Why Blockchain is the Best Technology for e-Signatures in Healthcare

Implementing the right e-signature solution can streamline your healthcare workflows and save your staff enormous time and frustration from having to manually gather patient signatures and securely store those documents.

But you also need to find out whether an e-signature provider's security protocols are sufficient to satisfy the privacy requirements of healthcare regulators. After all, those electronic signatures will in most cases be attached to documents containing highly personal, sensitive information about your patients. The process your organization uses to store and protect such documents could make the difference between compliance and noncompliance.
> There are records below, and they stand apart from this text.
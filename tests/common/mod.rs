#![allow(dead_code)]
#![allow(unused_imports)]
//! Shared integration test utilities.
//!
//! Import with:
//! ```
//! mod common;
//! use common::*;
//! ```

use ioscope::{CompletionPort, LabReactor, PortBuilder, VirtualClock};
use proptest::prelude::ProptestConfig;
use proptest::test_runner::RngSeed;
use std::sync::{Arc, Once};
use tracing_subscriber::fmt::format::FmtSpan;

static INIT_LOGGING: Once = Once::new();

/// Default seed for property tests when running under CI.
pub const DEFAULT_PROPTEST_SEED: u64 = 0x5EED_5EED;

const PROPTEST_SEED_ENV: &str = "IOSCOPE_PROPTEST_SEED";

/// Build a ProptestConfig with deterministic seed support for CI.
#[must_use]
pub fn test_proptest_config(cases: u32) -> ProptestConfig {
    let mut config = ProptestConfig::with_cases(cases);
    // Honor an explicit PROPTEST_RNG_SEED, otherwise apply our own.
    if matches!(config.rng_seed, RngSeed::Random) {
        if let Some(seed) = read_proptest_seed() {
            config.rng_seed = RngSeed::Fixed(seed);
        }
    }
    config
}

fn read_proptest_seed() -> Option<u64> {
    if let Ok(value) = std::env::var(PROPTEST_SEED_ENV) {
        return value.parse::<u64>().ok();
    }
    if std::env::var("CI").is_ok() {
        return Some(DEFAULT_PROPTEST_SEED);
    }
    None
}

/// Initialize test logging with trace-level output.
pub fn init_test_logging() {
    init_test_logging_with_level(tracing::Level::TRACE);
}

/// Initialize test logging with a custom level.
pub fn init_test_logging_with_level(level: tracing::Level) {
    INIT_LOGGING.call_once(|| {
        let _ = tracing_subscriber::fmt()
            .with_max_level(level)
            .with_test_writer()
            .with_file(true)
            .with_line_number(true)
            .with_target(true)
            .with_thread_ids(true)
            .with_span_events(FmtSpan::CLOSE)
            .with_ansi(false)
            .try_init();
    });
}

/// A port over a virtual clock and a scripted reactor.
pub struct LabPort {
    pub port: CompletionPort,
    pub clock: Arc<VirtualClock>,
    pub reactor: Arc<LabReactor>,
}

/// Builds a [`LabPort`] with the given record capacity.
#[must_use]
pub fn lab_port(op_capacity: usize) -> LabPort {
    init_test_logging();
    let clock = Arc::new(VirtualClock::new());
    let reactor = Arc::new(LabReactor::new());
    let port = PortBuilder::new()
        .op_capacity(op_capacity)
        .time_source(clock.clone())
        .reactor(reactor.clone())
        .build()
        .expect("failed to build lab port");
    LabPort {
        port,
        clock,
        reactor,
    }
}

/// Log a test phase transition with a visual separator.
#[macro_export]
macro_rules! test_phase {
    ($name:expr) => {
        tracing::info!(phase = %$name, "========================================");
        tracing::info!(phase = %$name, "TEST PHASE: {}", $name);
        tracing::info!(phase = %$name, "========================================");
    };
}

/// Log a section within a test phase.
#[macro_export]
macro_rules! test_section {
    ($name:expr) => {
        tracing::debug!(section = %$name, "--- {} ---", $name);
    };
}

/// Log test completion with summary.
#[macro_export]
macro_rules! test_complete {
    ($name:expr) => {
        tracing::info!(test = %$name, "test completed successfully: {}", $name);
    };
    ($name:expr, $($key:ident = $value:expr),* $(,)?) => {
        tracing::info!(
            test = %$name,
            $($key = %$value,)*
            "test completed successfully: {}",
            $name
        );
    };
}

/// Log before assertions for context.
#[macro_export]
macro_rules! assert_with_log {
    ($cond:expr, $msg:expr, $expected:expr, $actual:expr) => {
        tracing::debug!(
            expected = ?$expected,
            actual = ?$actual,
            "Asserting: {}",
            $msg
        );
        assert!($cond, "{}: expected {:?}, got {:?}", $msg, $expected, $actual);
    };
}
Your medical practice maintains electronic records of numerous forms containing patients' personal health data and various administrative documents—along with signatures from both the patients themselves and other providers in their continuum of care.

Question: Does the e-signature process your practices uses to collect and store these electronic records meet HIPAA standards for patient data confidentiality and security?

Additionally, keep in mind that HIPAA—along with other industries' data-privacy regulations, such as SOX and GLB—demand not only the security of personal data but also the ability to quickly retrieve that data upon consumer request or to meet a regulatory audit.

Once again, blockchain offers unique advantages. First, it's important to remember that most federal data-privacy laws, including HIPAA, are intentionally vague about which systems and processes regulated businesses should use. Regulators expect businesses to identify and deploy the most sophisticated and proven data-protection solutions feasible. And few technologies have ever been demonstrated to be more secure or tamper-proof than blockchain.

Also, because blockchain-based data is broadcast to numerous, decentralized private or external networks, and every update to those sites is recorded in chronological order, it is impossible to alter an existing block of data in any way without creating a record of the update. From a regulatory standpoint, this means your practice will be able to demonstrate to auditors that your patient data is not only secure but that it has never been altered or otherwise compromised since your team placed it in secure electronic storage.

Bottom line: Blockchain-based e-signatures give your organization a method of storing and securing electronic records in a way that will meet even the strictest data-privacy laws.